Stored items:

□ □ □ □ □ □ □

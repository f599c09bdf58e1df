//! Configuration for the TuneFlow DevKit
//!
//! Settings come from three layers, later layers winning:
//!
//! 1. Built-in defaults
//! 2. A JSON file (`--config`, or `~/.tuneflow-devkit/config.json` when present)
//! 3. `TUNEFLOW_DEVKIT_*` environment variables
//!
//! Every field is optional in the file; missing fields keep their defaults.

use std::path::{Path, PathBuf};
use std::time::Duration;

use serde::{Deserialize, Serialize};
use tracing::{debug, warn};

use crate::error::{DevkitError, Result};

/// Prefix of every environment override.
pub const ENV_PREFIX: &str = "TUNEFLOW_DEVKIT_";

/// Default port of both the runner and the debugger.
pub const DEFAULT_PORT: u16 = 18818;

/// Default request body cap (100 MiB).
pub const DEFAULT_MAX_BODY_BYTES: usize = 100 * 1024 * 1024;

/// Top-level configuration.
#[derive(Debug, Clone, PartialEq, Serialize, Deserialize)]
#[serde(default)]
pub struct DevkitConfig {
    /// Address to bind.
    pub host: String,
    pub port: u16,
    /// Prefix prepended to every runner route.
    pub path_prefix: String,
    pub cors: CorsConfig,
    /// Maximum concurrent plugin calls.
    pub max_workers: usize,
    /// Maximum accepted request body size in bytes.
    pub max_body_bytes: usize,
    /// How long a plugin may wait for a callback reply.
    pub callback_timeout_secs: u64,
    /// Where async job results are uploaded. Async mode is off when unset.
    pub async_store: Option<AsyncStoreConfig>,
}

impl Default for DevkitConfig {
    fn default() -> Self {
        Self {
            host: "127.0.0.1".to_string(),
            port: DEFAULT_PORT,
            path_prefix: "/".to_string(),
            cors: CorsConfig::default(),
            max_workers: crate::engine::default_workers(),
            max_body_bytes: DEFAULT_MAX_BODY_BYTES,
            callback_timeout_secs: 30,
            async_store: None,
        }
    }
}

/// Cross-origin settings for the runner.
#[derive(Debug, Clone, PartialEq, Serialize, Deserialize)]
#[serde(default)]
pub struct CorsConfig {
    /// Allowed origins. `"*"` allows any origin.
    pub allowed_origins: Vec<String>,
}

impl Default for CorsConfig {
    fn default() -> Self {
        Self {
            allowed_origins: vec!["*".to_string()],
        }
    }
}

impl CorsConfig {
    pub fn allows_any(&self) -> bool {
        self.allowed_origins.iter().any(|o| o == "*")
    }
}

/// HTTP upload target for async job results.
///
/// Both URLs may contain `{job_id}`, which is replaced by the job's id.
#[derive(Debug, Clone, PartialEq, Serialize, Deserialize)]
pub struct AsyncStoreConfig {
    /// URL the result is `PUT` to.
    pub upload_url: String,
    /// URL handed back to callers for fetching the result.
    pub result_url: String,
}

impl DevkitConfig {
    /// Load configuration.
    ///
    /// An explicit `path` must exist. Without one, the default path is used
    /// if it exists and defaults otherwise. Environment overrides are
    /// applied last.
    pub fn load(path: Option<&Path>) -> Result<Self> {
        let mut config = match path {
            Some(path) => Self::from_file(path)?,
            None => match default_config_path() {
                Some(path) if path.exists() => Self::from_file(&path)?,
                _ => Self::default(),
            },
        };
        config.apply_overrides(|key| std::env::var(key).ok());
        config.validate()?;
        Ok(config)
    }

    /// Parse a JSON config file.
    pub fn from_file(path: &Path) -> Result<Self> {
        let content = std::fs::read_to_string(path).map_err(|e| {
            DevkitError::Config(format!(
                "Failed to read config {}: {}",
                path.display(),
                e
            ))
        })?;
        let config: Self = serde_json::from_str(&content).map_err(|e| {
            DevkitError::Config(format!("Invalid config {}: {}", path.display(), e))
        })?;
        debug!(path = %path.display(), "Loaded config file");
        Ok(config)
    }

    /// Apply `TUNEFLOW_DEVKIT_*` overrides using `lookup` to read variables.
    /// Unparseable values are ignored with a warning.
    pub fn apply_overrides<F>(&mut self, lookup: F)
    where
        F: Fn(&str) -> Option<String>,
    {
        let get = |name: &str| lookup(&format!("{}{}", ENV_PREFIX, name));

        if let Some(host) = get("HOST") {
            self.host = host;
        }
        if let Some(port) = get("PORT") {
            parse_into(&mut self.port, "PORT", &port);
        }
        if let Some(prefix) = get("PATH_PREFIX") {
            self.path_prefix = prefix;
        }
        if let Some(origins) = get("CORS_ORIGINS") {
            self.cors.allowed_origins = origins
                .split(',')
                .map(str::trim)
                .filter(|o| !o.is_empty())
                .map(String::from)
                .collect();
        }
        if let Some(workers) = get("MAX_WORKERS") {
            parse_into(&mut self.max_workers, "MAX_WORKERS", &workers);
        }
        if let Some(bytes) = get("MAX_BODY_BYTES") {
            parse_into(&mut self.max_body_bytes, "MAX_BODY_BYTES", &bytes);
        }
        if let Some(secs) = get("CALLBACK_TIMEOUT_SECS") {
            parse_into(
                &mut self.callback_timeout_secs,
                "CALLBACK_TIMEOUT_SECS",
                &secs,
            );
        }

        match (get("UPLOAD_URL"), get("RESULT_URL")) {
            (Some(upload_url), Some(result_url)) => {
                self.async_store = Some(AsyncStoreConfig {
                    upload_url,
                    result_url,
                });
            }
            (Some(_), None) | (None, Some(_)) => {
                warn!(
                    "{}UPLOAD_URL and {}RESULT_URL must be set together; ignoring",
                    ENV_PREFIX, ENV_PREFIX
                );
            }
            (None, None) => {}
        }
    }

    /// Reject settings no server could run with.
    pub fn validate(&self) -> Result<()> {
        if self.max_workers == 0 {
            return Err(DevkitError::Config("max_workers must be at least 1".into()));
        }
        if self.max_body_bytes == 0 {
            return Err(DevkitError::Config(
                "max_body_bytes must be positive".into(),
            ));
        }
        if self.cors.allowed_origins.is_empty() {
            return Err(DevkitError::Config(
                "cors.allowed_origins must not be empty".into(),
            ));
        }
        Ok(())
    }

    /// Path prefix with exactly one leading and one trailing slash.
    pub fn normalized_prefix(&self) -> String {
        normalize_prefix(&self.path_prefix)
    }

    pub fn callback_timeout(&self) -> Duration {
        Duration::from_secs(self.callback_timeout_secs)
    }

    pub fn bind_addr(&self) -> String {
        format!("{}:{}", self.host, self.port)
    }
}

/// `~/.tuneflow-devkit/config.json`
pub fn default_config_path() -> Option<PathBuf> {
    dirs::home_dir().map(|home| home.join(".tuneflow-devkit").join("config.json"))
}

/// Normalize a route prefix: `""` and `"/"` become `"/"`, `"api"` and
/// `"/api/"` both become `"/api/"`.
pub fn normalize_prefix(prefix: &str) -> String {
    let trimmed = prefix.trim_matches('/');
    if trimmed.is_empty() {
        "/".to_string()
    } else {
        format!("/{}/", trimmed)
    }
}

fn parse_into<T: std::str::FromStr>(slot: &mut T, name: &str, raw: &str) {
    match raw.trim().parse() {
        Ok(value) => *slot = value,
        Err(_) => warn!(
            variable = %format!("{}{}", ENV_PREFIX, name),
            value = raw,
            "Ignoring unparseable environment override"
        ),
    }
}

□ □ □ □ □ □ □

Copy out every line in the records where the word "DevkitError" is found.

use crate::error::{DevkitError, Result};
            DevkitError::Config(format!(
            DevkitError::Config(format!("Invalid config {}: {}", path.display(), e))
            return Err(DevkitError::Config("max_workers must be at least 1".into()));
            return Err(DevkitError::Config(
            return Err(DevkitError::Config(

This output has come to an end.